ECLI:NL:CRVB:2021:2734

Centrale Raad van Beroep

Datum uitspraak
27 oktober 2021
Publicatiedatum
4 november 2021
Zaaknummer
20/1858 WAJONG
Instantie
Centrale Raad van Beroep
Type
Uitspraak
Rechtsgebied
Bestuursrecht; Socialezekerheidsrecht
Procedures
  • Hoger beroep
Rechters
Vindplaatsen
  • Rechtspraak.nl
AI samenvatting door LexboostAutomatisch gegenereerd

Afwijzing aanvraag Wajong-uitkering wegens laattijdige aanvraag en onvoldoende medische gegevens

In deze zaak heeft de Centrale Raad van Beroep op 27 oktober 2021 uitspraak gedaan in hoger beroep tegen de afwijzing van een Wajong-uitkering aan appellante, geboren in 1993. De aanvraag werd door het Uitvoeringsinstituut werknemersverzekeringen (Uwv) afgewezen op 3 juli 2018, omdat er onvoldoende medische gegevens beschikbaar waren om de arbeidsongeschiktheid van appellante op de dag dat zij achttien jaar werd te beoordelen. Appellante had PTSS, vermoeidheidsklachten en concentratieproblemen, maar verliet boos het spreekuur van de verzekeringsarts, waardoor er geen volledige medische beoordeling kon plaatsvinden.

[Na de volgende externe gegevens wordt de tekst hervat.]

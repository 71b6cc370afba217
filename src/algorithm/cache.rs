use crate::analysis::neighborhood::{LabelSet, NeighborhoodQuery};
use std::collections::VecDeque;
use std::sync::Arc;

/// Compact neighborhoods of every cell, grouped per region
pub type Background = Arc<Vec<Vec<LabelSet>>>;

/// Bytes held by a background, counting every label set
pub fn footprint(background: &[Vec<LabelSet>]) -> usize {
    background
        .iter()
        .map(|region| {
            size_of::<Vec<LabelSet>>() + region.iter().map(LabelSet::footprint).sum::<usize>()
        })
        .sum()
}

/// Key for caching background neighborhood extraction
///
/// Identifies a neighborhood rule exactly; distances are keyed by their bit
/// pattern so equal requests always hit.
#[derive(Clone, Copy, Debug, Eq, PartialEq, Hash)]
pub struct NeighborhoodKey {
    radius_mode: bool,
    size: usize,
    max_dist_bits: Option<u64>,
    max_ns: Option<usize>,
}

impl From<&NeighborhoodQuery> for NeighborhoodKey {
    fn from(query: &NeighborhoodQuery) -> Self {
        match *query {
            NeighborhoodQuery::Knn { k, max_dist } => Self {
                radius_mode: false,
                size: k,
                max_dist_bits: max_dist.map(f64::to_bits),
                max_ns: None,
            },
            NeighborhoodQuery::Radius {
                max_dist,
                min_size,
                max_ns,
            } => Self {
                radius_mode: true,
                size: min_size,
                max_dist_bits: Some(max_dist.to_bits()),
                max_ns,
            },
        }
    }
}

/// Bounded memoization cache for all-cell neighborhood extraction
///
/// Enrichment tests need the neighborhood of every cell as background, which
/// is identical across center types for a given rule. Both the entry count
/// and the total [`footprint`] are bounded; entries are evicted oldest first
/// until a new one fits. A background larger than the whole budget is not
/// stored.
#[derive(Debug)]
pub struct NeighborhoodCache {
    entries: VecDeque<(NeighborhoodKey, Background, usize)>,
    capacity: usize,
    budget: usize,
    bytes: usize,

    /// Cache performance statistics
    pub stats: CacheStats,
}

/// Performance metrics for cache effectiveness
#[derive(Default, Debug, Clone, Copy, PartialEq, Eq)]
pub struct CacheStats {
    /// Number of cache hits
    pub hits: usize,
    /// Number of cache misses
    pub misses: usize,
}

impl NeighborhoodCache {
    /// Create an empty cache of at most `capacity` entries and `budget` bytes
    pub fn new(capacity: usize, budget: usize) -> Self {
        Self {
            entries: VecDeque::with_capacity(capacity),
            capacity,
            budget,
            bytes: 0,
            stats: CacheStats::default(),
        }
    }

    /// Look up a cached extraction, recording a hit or miss
    pub fn get(&mut self, key: &NeighborhoodKey) -> Option<Background> {
        let found = self
            .entries
            .iter()
            .find(|(stored, _, _)| stored == key)
            .map(|(_, value, _)| Arc::clone(value));

        if found.is_some() {
            self.stats.hits += 1;
        } else {
            self.stats.misses += 1;
        }
        found
    }

    /// Store an extraction, replacing any entry with the same key
    ///
    /// Returns whether the value was kept.
    pub fn insert(&mut self, key: NeighborhoodKey, value: Background) -> bool {
        let size = footprint(&value);
        if self.capacity == 0 || size > self.budget {
            return false;
        }

        let replaced = self
            .entries
            .iter()
            .position(|(stored, _, _)| *stored == key)
            .and_then(|position| self.entries.remove(position));
        if let Some((_, _, freed)) = replaced {
            self.bytes -= freed;
        }
        while self.entries.len() >= self.capacity
            || self.bytes.saturating_add(size) > self.budget
        {
            let Some((_, _, freed)) = self.entries.pop_front() else {
                break;
            };
            self.bytes -= freed;
        }

        self.bytes += size;
        self.entries.push_back((key, value, size));
        true
    }

    /// Number of cached entries
    pub fn len(&self) -> usize {
        self.entries.len()
    }

    /// Whether the cache holds no entries
    pub fn is_empty(&self) -> bool {
        self.entries.is_empty()
    }

    /// Total footprint of the cached entries
    pub const fn bytes(&self) -> usize {
        self.bytes
    }

    /// Drop every entry; statistics are kept
    pub fn clear(&mut self) {
        self.entries.clear();
        self.bytes = 0;
    }
}
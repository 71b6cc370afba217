use bitvec::prelude::*;
use std::fmt;

/// Fixed-size bitset recording which transactions contain an itemset
///
/// Indices are transaction positions (0-based). Intersection of two tidsets
/// yields the tidset of the union of their itemsets, which is what the
/// depth-first miner extends.
#[derive(Clone, Debug, PartialEq, Eq)]
pub struct TransactionBitset {
    bits: BitVec,
}

impl TransactionBitset {
    /// Create a bitset with no transactions present
    pub fn new(transactions: usize) -> Self {
        Self {
            bits: bitvec![0; transactions],
        }
    }

    /// Create a bitset containing every transaction
    pub fn all(transactions: usize) -> Self {
        Self {
            bits: bitvec![1; transactions],
        }
    }

    /// Number of transactions the bitset can address
    pub fn capacity(&self) -> usize {
        self.bits.len()
    }

    /// Mark a transaction; out-of-range positions are ignored
    pub fn insert(&mut self, transaction: usize) {
        if transaction < self.bits.len() {
            self.bits.set(transaction, true);
        }
    }

    /// Test transaction membership
    pub fn contains(&self, transaction: usize) -> bool {
        self.bits.get(transaction).as_deref() == Some(&true)
    }

    /// Intersect this bitset with another in-place
    pub fn intersect_with(&mut self, other: &Self) {
        self.bits &= &other.bits;
    }

    /// Create a new bitset containing the intersection
    #[must_use]
    pub fn intersection(&self, other: &Self) -> Self {
        let mut result = self.clone();
        result.intersect_with(other);
        result
    }

    /// Test if no transactions are present
    pub fn is_empty(&self) -> bool {
        self.bits.not_any()
    }

    /// Count transactions in the set
    pub fn count(&self) -> usize {
        self.bits.count_ones()
    }

    /// Extract all transaction positions in ascending order
    pub fn to_vec(&self) -> Vec<usize> {
        self.bits.iter_ones().collect()
    }
}

impl fmt::Display for TransactionBitset {
    fn fmt(&self, f: &mut fmt::Formatter<'_>) -> fmt::Result {
        write!(
            f,
            "TransactionBitset({} of {}: {:?})",
            self.count(),
            self.capacity(),
            self.to_vec()
        )
    }
}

Tijdens de bezwaarprocedure heeft appellante aanvullende documenten ingediend, maar het Uwv bleef bij zijn standpunt dat de aanvraag laattijdig was en dat de medische situatie van appellante niet goed kon worden vastgesteld. De rechtbank Rotterdam verklaarde het beroep van appellante ongegrond, en de Centrale Raad van Beroep bevestigde deze uitspraak. De Raad oordeelde dat de bewijslast bij appellante ligt en dat het medisch beeld met het verstrijken van de tijd steeds moeilijker vast te stellen is. De Raad concludeerde dat het Uwv terecht de aanvraag had afgewezen, omdat er onvoldoende gegevens waren om de medische toestand van appellante op de relevante datum te beoordelen.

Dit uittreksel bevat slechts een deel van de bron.